La città islamica ideale ha come centro la moschea (arabo masgid,
luogo in cui ci si prosterna): non una moschea qualsiasi, che può
essere presente ovunque in varie forme e dimensioni, ma la moschea per
così dire cattedrale, in cui si svolge la preghiera meridiana del
venerdì che, diversamente dalle altre, è obbligatorio compiere
in comune e in un edificio coperto. Ciò dà ai fedeli la
sensazione fisica della compattezza della umma, la comunità
islamica: pregando insieme ci si conta e ci si confronta con gli altri,
con quei musulmani di poca fede che non osservano il rito del venerdì,
e con i non musulmani. Presupposti fondamentali della moschea sono la
struttura fissa e la copertura; tra gli altri elementi indispensabili
figurano gli impianti per le abluzioni, la nicchia, o mihrab, che
indica la direzione (qibla) della preghiera (La Mecca) e il pulpito,
o minbar. Non è invece strettamente necessario il minareto,
la cui presenza è stata anzi ripetutamente deplorata dai rigoristi
di ogni epoca. La partecipazione alla preghiera in comune del venerdì
assume anche un preciso significato politico, quando sul minbar
sale il predicatore (khatib) a recitare la predica (khutba).

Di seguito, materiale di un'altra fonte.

//! Externally visible view of a customer

use serde::{Deserialize, Serialize};

use super::entity::{Customer, CustomerId, Gender};

/// Role granted to every registered customer
pub const DEFAULT_ROLE: &str = "ROLE_USER";

/// Customer as exposed to API callers. Carries no credential material.
#[derive(Debug, Clone, PartialEq, Eq, Serialize, Deserialize)]
pub struct CustomerProjection {
    #[serde(skip_serializing_if = "Option::is_none")]
    pub id: Option<CustomerId>,
    pub name: String,
    pub email: String,
    pub gender: Gender,
    pub age: i32,
    pub roles: Vec<String>,
    pub username: String,
}

// Roles are not stored per customer; every projection carries the default role.
impl From<&Customer> for CustomerProjection {
    fn from(customer: &Customer) -> Self {
        Self {
            id: customer.id(),
            name: customer.name().to_string(),
            email: customer.email().to_string(),
            gender: customer.gender(),
            age: customer.age(),
            roles: vec![DEFAULT_ROLE.to_string()],
            username: customer.email().to_string(),
        }
    }
}

impl From<Customer> for CustomerProjection {
    fn from(customer: Customer) -> Self {
        Self::from(&customer)
    }
}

C'è infatti un momento della khutba in cui si invoca la
benedizione di Dio sul sovrano del luogo e molte rivolte, nella storia
del mondo islamico, hanno preso il via proprio verso il mezzogiorno di
un venerdì quando un khatib ha omesso di pronunciare il
nome del sovrano, o lo ha sostituito con un altro. Questa funzione politica
della moschea si è manifestata in maniera particolarmente vistosa
durante la rivoluzione islamica in Iran (1978), dove il regime si era
preoccupato soprattutto di contrastare l'opposizione laica arrestando,
giustiziando o deportando i dirigenti delle formazioni di ispirazione
comunista, socialdemocratica e liberalnazionalista, e smantellandone le
strutture logistiche e organizzative. Anche i dirigenti religiosi più
ostili alla monarchia (tra cui l'ayâtollâh Khomeinî)
erano stati colpiti, ma una chiusura dei luoghi di culto era difficilmente
concepibile; la moschea finì con l'essere l'unico luogo di raccolta
e discussione degli oppositori. Nella moschea si ascoltavano e riproducevano
le registrazioni degli appelli lanciati da Khomeinî e da altri dirigenti
costretti all'esilio, si organizzavano le dimostrazioni contro lo scià
o, più semplicemente, si esortava la gente a salire sui tetti per
gridare Allahu akbar (Il più grande è Dio) durante il coprifuoco.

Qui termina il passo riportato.